Authors: Horvath, David; Anderson, James; SOTO-SUAREZ, MAURICIO - INTL CTR TROPICAL AG; Chao, Wun

Submitted to: Weed Science
Publication Type: Peer Reviewed Journal
Publication Acceptance Date: 5/23/2006
Publication Date: 9/1/2006
Citation: Horvath, D.P., Anderson, J.V., Soto-Suarez, M., Chao, W.S. 2006. Transcriptome analysis of leafy spurge (Euphorbia esula) crown buds during shifts in well-defined phases of dormancy. Weed Science. 54:821-827.
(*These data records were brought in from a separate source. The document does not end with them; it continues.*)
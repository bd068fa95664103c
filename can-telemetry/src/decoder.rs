//! Signal decoding
//!
//! [`SignalDecoder`] turns a frame's payload into named physical values using
//! the message definitions of a [`MessageDatabase`]. The database is loaded
//! once and shared; decoding itself keeps no state between calls.

use crate::signals::{ByteOrder, MessageDatabase, MessageDefinition, SignalDefinition, ValueType};
use crate::types::{DecodeError, DecodedSignal, Frame, Result, SignalValue};
use std::collections::BTreeMap;
use std::path::Path;
use std::sync::Arc;

/// Decodes frames against a shared message database
#[derive(Debug, Clone)]
pub struct SignalDecoder {
    database: Arc<MessageDatabase>,
}

impl SignalDecoder {
    /// Load definitions from a DBC file
    ///
    /// The file is read once; later edits on disk are not picked up.
    pub fn from_dbc(path: impl AsRef<Path>) -> Result<Self> {
        Ok(Self::from_database(MessageDatabase::from_dbc(path)?))
    }

    pub fn from_database(database: MessageDatabase) -> Self {
        Self {
            database: Arc::new(database),
        }
    }

    pub fn database(&self) -> &MessageDatabase {
        &self.database
    }

    /// Decode `frame` into `signal name -> value`
    ///
    /// Fails with [`DecodeError::UnknownMessage`] when no definition exists for
    /// the arbitration id and with [`DecodeError::LengthMismatch`] when the
    /// payload is shorter than the definition. Extra trailing bytes are ignored.
    pub fn decode(&self, frame: &Frame) -> Result<BTreeMap<String, SignalValue>> {
        Ok(self
            .decode_signals(frame)?
            .into_iter()
            .map(|signal| (signal.name, signal.value))
            .collect())
    }

    /// Decode `frame` keeping unit, value label and raw value per signal
    pub fn decode_signals(&self, frame: &Frame) -> Result<Vec<DecodedSignal>> {
        let message = self
            .database
            .get_message(frame.arbitration_id)
            .ok_or(DecodeError::UnknownMessage(frame.arbitration_id))?;
        let signals = decode_message(&frame.data, message)?;
        log::trace!(
            "Decoded {} signal(s) from {} (0x{:X})",
            signals.len(),
            message.name,
            frame.arbitration_id
        );
        Ok(signals)
    }
}

/// Decode every active signal of `message` from `data`
pub fn decode_message(
    data: &[u8],
    message: &MessageDefinition,
) -> std::result::Result<Vec<DecodedSignal>, DecodeError> {
    if data.len() < message.size {
        return Err(DecodeError::LengthMismatch {
            id: message.id,
            name: message.name.clone(),
            expected: message.size,
            actual: data.len(),
        });
    }
    let data = &data[..message.size];

    let multiplexer_value = message
        .multiplexer_signal
        .as_deref()
        .and_then(|name| message.signal(name))
        .and_then(|switch| extract_signal_value(data, switch))
        .map(|value| value as u64);

    let mut decoded = Vec::with_capacity(message.signals.len());
    for signal in &message.signals {
        if let Some(mux) = &signal.multiplexer_info {
            match multiplexer_value {
                Some(current) if mux.multiplexer_values.contains(&current) => {}
                _ => continue,
            }
        }
        match decode_signal(data, signal) {
            Some(value) => decoded.push(value),
            None => log::warn!(
                "Signal '{}' does not fit in the {} byte(s) of {}",
                signal.name,
                data.len(),
                message.name
            ),
        }
    }
    Ok(decoded)
}

fn decode_signal(data: &[u8], signal: &SignalDefinition) -> Option<DecodedSignal> {
    let raw_value = extract_signal_value(data, signal)?;

    let value = if signal.is_flag() {
        SignalValue::Boolean(raw_value != 0)
    } else if signal.is_scaled() {
        SignalValue::Float(signal.offset + signal.factor * raw_value as f64)
    } else {
        SignalValue::Integer(raw_value)
    };

    let value_description = signal
        .value_table
        .as_ref()
        .and_then(|table| table.get(&raw_value))
        .cloned();

    Some(DecodedSignal {
        name: signal.name.clone(),
        value,
        unit: signal.unit.clone(),
        value_description,
        raw_value,
    })
}

/// Raw (sign-extended when signed) value of `signal` in `data`
fn extract_signal_value(data: &[u8], signal: &SignalDefinition) -> Option<i64> {
    let start_bit = signal.start_bit as usize;
    let length = signal.length as usize;
    if length == 0 || length > 64 {
        return None;
    }

    let raw = match signal.byte_order {
        ByteOrder::LittleEndian => extract_little_endian(data, start_bit, length)?,
        ByteOrder::BigEndian => extract_big_endian(data, start_bit, length)?,
    };

    Some(match signal.value_type {
        ValueType::Unsigned => raw as i64,
        ValueType::Signed => sign_extend(raw, length),
    })
}

/// Intel layout: `start_bit` is the LSB, bits ascend through the payload
fn extract_little_endian(data: &[u8], start_bit: usize, length: usize) -> Option<u64> {
    if start_bit + length > data.len() * 8 {
        return None;
    }
    let mut result: u64 = 0;
    for i in 0..length {
        let bit_pos = start_bit + i;
        let bit = (data[bit_pos / 8] >> (bit_pos % 8)) & 0x01;
        result |= u64::from(bit) << i;
    }
    Some(result)
}

/// Motorola layout: `start_bit` is the MSB in DBC sawtooth numbering
///
/// Within a byte the walk goes from bit 7 down to bit 0, then continues at
/// bit 7 of the next byte.
fn extract_big_endian(data: &[u8], start_bit: usize, length: usize) -> Option<u64> {
    let mut result: u64 = 0;
    let mut bit_pos = start_bit;
    for i in 0..length {
        let byte = *data.get(bit_pos / 8)?;
        let bit = (byte >> (bit_pos % 8)) & 0x01;
        result = (result << 1) | u64::from(bit);

        if i + 1 < length {
            bit_pos = if bit_pos % 8 == 0 { bit_pos + 15 } else { bit_pos - 1 };
        }
    }
    Some(result)
}

fn sign_extend(value: u64, bit_length: usize) -> i64 {
    if bit_length >= 64 {
        return value as i64;
    }
    let sign_bit = 1u64 << (bit_length - 1);
    if value & sign_bit != 0 {
        (value | (!0u64 << bit_length)) as i64
    } else {
        value as i64
    }
}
Interpretive Summary: We have studied ~1,800 different genes to see how they are turned off and on in underground buds of the invasive perennial weed leafy spurge when the plant experiences seasonal changes. These buds of leafy spurge enter and exit various states of dormancy beginning in late summer through spring when the buds are released and they form new shoots. We observed a large number of genes that are known to be turned on or off by the plant hormone gibberellic acid were affected when the buds went from summer dormancy (paradormancy) to fall dormancy (endodormancy). Surprisingly, we also noticed that a number genes involved in photosynthesis were temporarily turned on in the buds once they were in their fall dormant state. We also were surprised to see a number genes involved in responding to the hormone ethylene (normally associated with fall color changes) being turned on in the buds during winter dormancy (ecodormancy). Now that we have genes that we know are turned on and off in response to seasonal changes, we should be able to begin deciphering the underlying signals and mechanisms that control dormancy in perennial plants.

Technical Abstract: Microarray analysis was used to follow changes in gene expression coinciding with seasonal changes in the dormancy status of crown buds of field-grown leafy spurge. Known cold-regulated genes were induced and numerous GA-responsive genes were down-regulated during the transition from paradormancy to endodormancy. Genes involved in photomorphogenesis were induced during endodormancy. Also, ethylene signaling responses were observed during ecodormancy rather than endodormancy. These results provide additional insights into the signals regulating expression of several genes previous associated with transition from paradormancy to growth in root buds.